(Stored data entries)
----

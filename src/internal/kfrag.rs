use crate::internal::capsule::Capsule;
use crate::internal::curve::{CurveBN, CurvePoint};
use crate::internal::errors::PreErrors;
use crate::internal::keys::Signature;

use openssl::bn::{BigNum, BigNumRef};

/// Which keys the delegator bound into the proxy signature of a kfrag.
#[derive(Copy, Clone, PartialEq, Eq, Debug)]
pub enum KFragMode {
    NoKey = 0,
    DelegatingOnly = 1,
    ReceivingOnly = 2,
    DelegatingAndReceiving = 3,
}

impl KFragMode {
    pub fn signs_delegating_key(self) -> bool {
        matches!(
            self,
            KFragMode::DelegatingOnly | KFragMode::DelegatingAndReceiving
        )
    }

    pub fn signs_receiving_key(self) -> bool {
        matches!(
            self,
            KFragMode::ReceivingOnly | KFragMode::DelegatingAndReceiving
        )
    }

    /// Message covered by the proxy signature.
    pub(crate) fn proxy_message(
        self,
        id: &BigNumRef,
        commitment: &CurvePoint,
        precursor: &CurvePoint,
        delegating_key: Option<&CurvePoint>,
        receiving_key: Option<&CurvePoint>,
    ) -> Result<Vec<u8>, PreErrors> {
        let mut message = id.to_vec();
        message.extend_from_slice(&commitment.to_bytes());
        message.extend_from_slice(&precursor.to_bytes());
        message.push(self as u8);
        if self.signs_delegating_key() {
            let key = delegating_key.ok_or(PreErrors::InvalidProvidedKeys)?;
            message.extend_from_slice(&key.to_bytes());
        }
        if self.signs_receiving_key() {
            let key = receiving_key.ok_or(PreErrors::InvalidProvidedKeys)?;
            message.extend_from_slice(&key.to_bytes());
        }
        Ok(message)
    }
}

/// A re-encryption key share, as held by one proxy.
pub struct KFrag {
    identifier: BigNum,
    re_key_share: CurveBN,
    commitment: CurvePoint,
    precursor: CurvePoint,
    signature_for_proxy: Signature,
    signature_for_receiver: Signature,
    mode: KFragMode,
}

impl KFrag {
    pub fn new(
        identifier: &BigNumRef,
        re_key_share: &CurveBN,
        commitment: &CurvePoint,
        precursor: &CurvePoint,
        signature_for_proxy: &Signature,
        signature_for_receiver: &Signature,
        mode: KFragMode,
    ) -> Self {
        KFrag {
            identifier: identifier.to_owned().expect("Error in BN cloning"),
            re_key_share: re_key_share.clone(),
            commitment: commitment.clone(),
            precursor: precursor.clone(),
            signature_for_proxy: signature_for_proxy.clone(),
            signature_for_receiver: signature_for_receiver.clone(),
            mode,
        }
    }

    /// Checks the commitment and the delegator's proxy signature.
    pub fn verify(
        &self,
        verifying_key: &CurvePoint,
        delegating_key: Option<&CurvePoint>,
        receiving_key: Option<&CurvePoint>,
    ) -> Result<bool, PreErrors> {
        let params = self.commitment.params();
        let same_params = |key: Option<&CurvePoint>| key.map_or(true, |k| k.params() == params);
        if verifying_key.params() != params
            || !same_params(delegating_key)
            || !same_params(receiving_key)
        {
            return Err(PreErrors::InvalidProvidedKeys);
        }

        if &CurvePoint::u(params) * &self.re_key_share != self.commitment {
            return Ok(false);
        }

        let message = self.mode.proxy_message(
            &self.identifier,
            &self.commitment,
            &self.precursor,
            delegating_key,
            receiving_key,
        )?;
        Ok(self.signature_for_proxy.verify_sha2(&message, verifying_key))
    }

    pub fn verify_for_capsule(&self, capsule: &Capsule) -> Result<bool, PreErrors> {
        let (delegating, receiving, verifying) = capsule.correctness_keys()?;
        self.verify(verifying, Some(delegating), Some(receiving))
    }

    pub fn re_key_share(&self) -> &CurveBN {
        &self.re_key_share
    }

    pub fn id(&self) -> &BigNumRef {
        &self.identifier
    }

    pub fn precursor(&self) -> &CurvePoint {
        &self.precursor
    }

    pub fn commitment(&self) -> &CurvePoint {
        &self.commitment
    }

    pub fn signature_for_receiver(&self) -> &Signature {
        &self.signature_for_receiver
    }

    pub fn mode(&self) -> KFragMode {
        self.mode
    }
}

impl Clone for KFrag {
    fn clone(&self) -> Self {
        KFrag::new(
            &self.identifier,
            &self.re_key_share,
            &self.commitment,
            &self.precursor,
            &self.signature_for_proxy,
            &self.signature_for_receiver,
            self.mode,
        )
    }
}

----

= ABOUT THIS TASK =
Copy every entry exactly. Leave nothing out.

= EXERCISE ANSWER =
filename src/internal/kfrag.rs
use crate::internal::capsule::Capsule;
use crate::internal::curve::{CurveBN, CurvePoint};
use crate::internal::errors::PreErrors;
use crate::internal::keys::Signature;

use openssl::bn::{BigNum, BigNumRef};

/// Which keys the delegator bound into the proxy signature of a kfrag.
#[derive(Copy, Clone, PartialEq, Eq, Debug)]
pub enum KFragMode {
    NoKey = 0,
    DelegatingOnly = 1,
    ReceivingOnly = 2,
    DelegatingAndReceiving = 3,
}

impl KFragMode {
    pub fn signs_delegating_key(self) -> bool {
        matches!(
            self,
            KFragMode::DelegatingOnly | KFragMode::DelegatingAndReceiving
        )
    }

    pub fn signs_receiving_key(self) -> bool {
        matches!(
            self,
            KFragMode::ReceivingOnly | KFragMode::DelegatingAndReceiving
        )
    }

    /// Message covered by the proxy signature.
    pub(crate) fn proxy_message(
        self,
        id: &BigNumRef,
        commitment: &CurvePoint,
        precursor: &CurvePoint,
        delegating_key: Option<&CurvePoint>,
        receiving_key: Option<&CurvePoint>,
    ) -> Result<Vec<u8>, PreErrors> {
        let mut message = id.to_vec();
        message.extend_from_slice(&commitment.to_bytes());
        message.extend_from_slice(&precursor.to_bytes());
        message.push(self as u8);
        if self.signs_delegating_key() {
            let key = delegating_key.ok_or(PreErrors::InvalidProvidedKeys)?;
            message.extend_from_slice(&key.to_bytes());
        }
        if self.signs_receiving_key() {
            let key = receiving_key.ok_or(PreErrors::InvalidProvidedKeys)?;
            message.extend_from_slice(&key.to_bytes());
        }
        Ok(message)
    }
}

/// A re-encryption key share, as held by one proxy.
pub struct KFrag {
    identifier: BigNum,
    re_key_share: CurveBN,
    commitment: CurvePoint,
    precursor: CurvePoint,
    signature_for_proxy: Signature,
    signature_for_receiver: Signature,
    mode: KFragMode,
}

impl KFrag {
    pub fn new(
        identifier: &BigNumRef,
        re_key_share: &CurveBN,
        commitment: &CurvePoint,
        precursor: &CurvePoint,
        signature_for_proxy: &Signature,
        signature_for_receiver: &Signature,
        mode: KFragMode,
    ) -> Self {
        KFrag {
            identifier: identifier.to_owned().expect("Error in BN cloning"),
            re_key_share: re_key_share.clone(),
            commitment: commitment.clone(),
            precursor: precursor.clone(),
            signature_for_proxy: signature_for_proxy.clone(),
            signature_for_receiver: signature_for_receiver.clone(),
            mode,
        }
    }

    /// Checks the commitment and the delegator's proxy signature.
    pub fn verify(
        &self,
        verifying_key: &CurvePoint,
        delegating_key: Option<&CurvePoint>,
        receiving_key: Option<&CurvePoint>,
    ) -> Result<bool, PreErrors> {
        let params = self.commitment.params();
        let same_params = |key: Option<&CurvePoint>| key.map_or(true, |k| k.params() == params);
        if verifying_key.params() != params
            || !same_params(delegating_key)
            || !same_params(receiving_key)
        {
            return Err(PreErrors::InvalidProvidedKeys);
        }

        if &CurvePoint::u(params) * &self.re_key_share != self.commitment {
            return Ok(false);
        }

        let message = self.mode.proxy_message(
            &self.identifier,
            &self.commitment,
            &self.precursor,
            delegating_key,
            receiving_key,
        )?;
        Ok(self.signature_for_proxy.verify_sha2(&message, verifying_key))
    }

    pub fn verify_for_capsule(&self, capsule: &Capsule) -> Result<bool, PreErrors> {
        let (delegating, receiving, verifying) = capsule.correctness_keys()?;
        self.verify(verifying, Some(delegating), Some(receiving))
    }

    pub fn re_key_share(&self) -> &CurveBN {
        &self.re_key_share
    }

    pub fn id(&self) -> &BigNumRef {
        &self.identifier
    }

    pub fn precursor(&self) -> &CurvePoint {
        &self.precursor
    }

    pub fn commitment(&self) -> &CurvePoint {
        &self.commitment
    }

    pub fn signature_for_receiver(&self) -> &Signature {
        &self.signature_for_receiver
    }

    pub fn mode(&self) -> KFragMode {
        self.mode
    }
}

impl Clone for KFrag {
    fn clone(&self) -> Self {
        KFrag::new(
            &self.identifier,
            &self.re_key_share,
            &self.commitment,
            &self.precursor,
            &self.signature_for_proxy,
            &self.signature_for_receiver,
            self.mode,
        )
    }
}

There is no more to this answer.